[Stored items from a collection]
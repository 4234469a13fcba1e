//! # bet-client
//!
//! Client for the lottery bet collector.
//!
//! Reads an agency's bets, uploads them in size-bounded batches over TCP and
//! waits for the list of winning documents once the last batch is
//! acknowledged.
//!
//! ## Architecture
//!
//! - **Codec** (`codec`): bet records and the winners payload
//! - **Protocol** (`protocol`): batch headers, batch frames, replies
//! - **Batcher** (`batcher`): adaptive batch sizing under a frame budget
//! - **Transport** (`transport`): write-all / read-exact framing over TCP
//! - **Session** (`session`): connection lifecycle and results wait
//!
//! ## Example
//!
//! ```ignore
//! use bet_client::{ClientConfig, CsvRecordProvider, Session};
//!
//! #[tokio::main]
//! async fn main() -> Result<(), Box<dyn std::error::Error>> {
//!     let config = ClientConfig::load(Some("config.yaml".as_ref()))?;
//!     let provider = CsvRecordProvider::open(config.id.clone(), &config.data_path)?;
//!
//!     let mut session = Session::builder(config).build();
//!     let outcome = session.run(provider).await?;
//!     println!("{:?}", outcome);
//!     Ok(())
//! }
//! ```

pub mod batcher;
pub mod codec;
pub mod config;
pub mod error;
pub mod log;
pub mod protocol;
pub mod provider;
pub mod session;
pub mod transport;

pub use batcher::{BatchBuilder, BatchLimits};
pub use codec::{BetRecord, Winners};
pub use config::ClientConfig;
pub use error::{ClientError, Result};
pub use log::{EventLog, MemoryLog, Severity, TracingLog};
pub use protocol::{BetBatch, ProtocolRevision, Reply};
pub use provider::{CsvRecordProvider, RecordProvider};
pub use session::{Session, SessionBuilder, SessionOutcome, SessionState};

**Exercise directions:**
Take every line above that includes the string "CsvRecordProvider" and return it.

**Your response:**
//! use bet_client::{ClientConfig, CsvRecordProvider, Session};
//!     let provider = CsvRecordProvider::open(config.id.clone(), &config.data_path)?;
pub use provider::{CsvRecordProvider, RecordProvider};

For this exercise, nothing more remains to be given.